Pria bertubuh kecil dengan punggung sedikit bungkuk itu kembali menggerakkan tangannya. Dia memanggil seekor elang berukuran raksasa. Dengan sejumlah ucapan mantra dan gerakan tangan yang membentuk sebuah simbol, elang raksasa itu menghantam tubuh Rion. Kekuatan hantamannya setara dengan pukulan batu besar.

Rion merasa tubuhnya remuk dan dicabik-cabik. “Beginikah rasanya kematian itu?”

Perlahan-lahan, Rion kehilangan kesadaran. Di tengah-tengah ambang kesadarannya, Rion masih sempat melihat rambut hitam panjangnya berubah menjadi merah darah.

Sepasang mata Rion membeliak. Warna biru langit pada mata Rion juga berubah menjadi merah darah.

Rion berteriak kesakitan. Burung-burung dan binatang berlarian karena teriakannya. Rion bisa melihat elang raksasa memasuki tubuhnya, menembus dadanya, dan terasa keluar melalui punggung.

Suasana menjadi senyap, seakan-akan waktu berhenti berputar. Rion terjatuh ke permukaan tanah masam dan lembap di tengah hutan.

Selama beberapa saat, dia terbaring dalam keadaan sekarat. Jemari tangannya mulai bergerak tapi lemah sekali.

Pria berpakaian jembel itu berjalan mendekati Rion.

Rion melihat sosok itu mengangkat sebuah pedang yang bilahnya berkilat diterpa cahaya. Dia menghunuskan pedang ke punggung Rion dengan senyum kemenangan.

Blesh!

Rion memekik lagi saat dia merasakan dingin logam tajam menembus tubuhnya dengan rasa sakit yang luar biasa.

Rion mencium aroma amis darah dengan napasnya yang terputus-putus. Rion merintih kesakitan. Otot-otot tubuhnya terasa kaku hingga tak mampu digerakkan.

Kelopak mata rion dengan bulu mata merah perlahan mengatup. Bagian kemeja di perut dan dadanya terasa lembap oleh genangan darah dari tubuhnya sendiri.
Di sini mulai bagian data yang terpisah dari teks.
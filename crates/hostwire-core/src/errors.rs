use std::error::Error as StdError;
use thiserror::Error;

/// Errors a provider backend reports back through the execution protocol.
///
/// `NotFound` and `Duplicate` are sentinels: they keep their meaning however
/// many layers of context wrap them, see [`classify`].
#[derive(Debug, Error)]
pub enum ProviderError {
    #[error("Not found: {0}")]
    NotFound(String),
    #[error("Duplicate entity: {0}")]
    Duplicate(String),
    #[error("Bad request: {0}")]
    BadRequest(String),
    #[error("Unauthorized: {0}")]
    Unauthorized(String),
    #[error("Operation cancelled")]
    Cancelled,
    #[error("{message}")]
    Backend {
        message: String,
        #[source]
        source: Option<Box<dyn StdError + Send + Sync + 'static>>,
    },
}

impl ProviderError {
    pub fn not_found(what: impl Into<String>) -> Self {
        Self::NotFound(what.into())
    }

    pub fn duplicate(what: impl Into<String>) -> Self {
        Self::Duplicate(what.into())
    }

    /// Backend failure without an underlying cause.
    pub fn backend(message: impl Into<String>) -> Self {
        Self::Backend {
            message: message.into(),
            source: None,
        }
    }

    /// Adds context on top of an existing error, keeping it as the source.
    pub fn wrap(
        message: impl Into<String>,
        source: impl Into<Box<dyn StdError + Send + Sync + 'static>>,
    ) -> Self {
        Self::Backend {
            message: message.into(),
            source: Some(source.into()),
        }
    }
}

pub type ProviderResult<T> = std::result::Result<T, ProviderError>;

/// Semantic class of an error, as seen by the exit-code translation.
#[derive(Debug, Clone, Copy, PartialEq, Eq)]
pub enum ErrorClass {
    NotFound,
    Duplicate,
    Other,
}

/// Walks the source chain of `err` and reports the first sentinel found.
pub fn classify(err: &(dyn StdError + 'static)) -> ErrorClass {
    let mut current: Option<&(dyn StdError + 'static)> = Some(err);
    while let Some(link) = current {
        if let Some(provider_err) = link.downcast_ref::<ProviderError>() {
            match provider_err {
                ProviderError::NotFound(_) => return ErrorClass::NotFound,
                ProviderError::Duplicate(_) => return ErrorClass::Duplicate,
                _ => {}
            }
        }
        current = link.source();
    }
    ErrorClass::Other
}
“Aku akan mati,” bisiknya. “Aku akan mati tanpa mengetahui sebab kematianku!”

Rion mengepalkan tangan. Dedaunan dan mulsa tergenggam tanpa sengaja. Dia menitikkan air mata dan perlahan-lahan terpejam.

Pria bertubuh kecil itu menjambak rambut Rion hingga kepalanya yang terkulai tak berdaya terangkat. Dia tersenyum puas.

Pengemis tua itu pergi meninggalkan Rion sendirian yang terkapar dengan pedang masih tertancap di punggungnya. Dia mencabut potongan batu pipih di leher Rion dan menuliskan sebuah mantra di sana.

“Temukan mereka, maka kau akan kembali seperti sediakala!”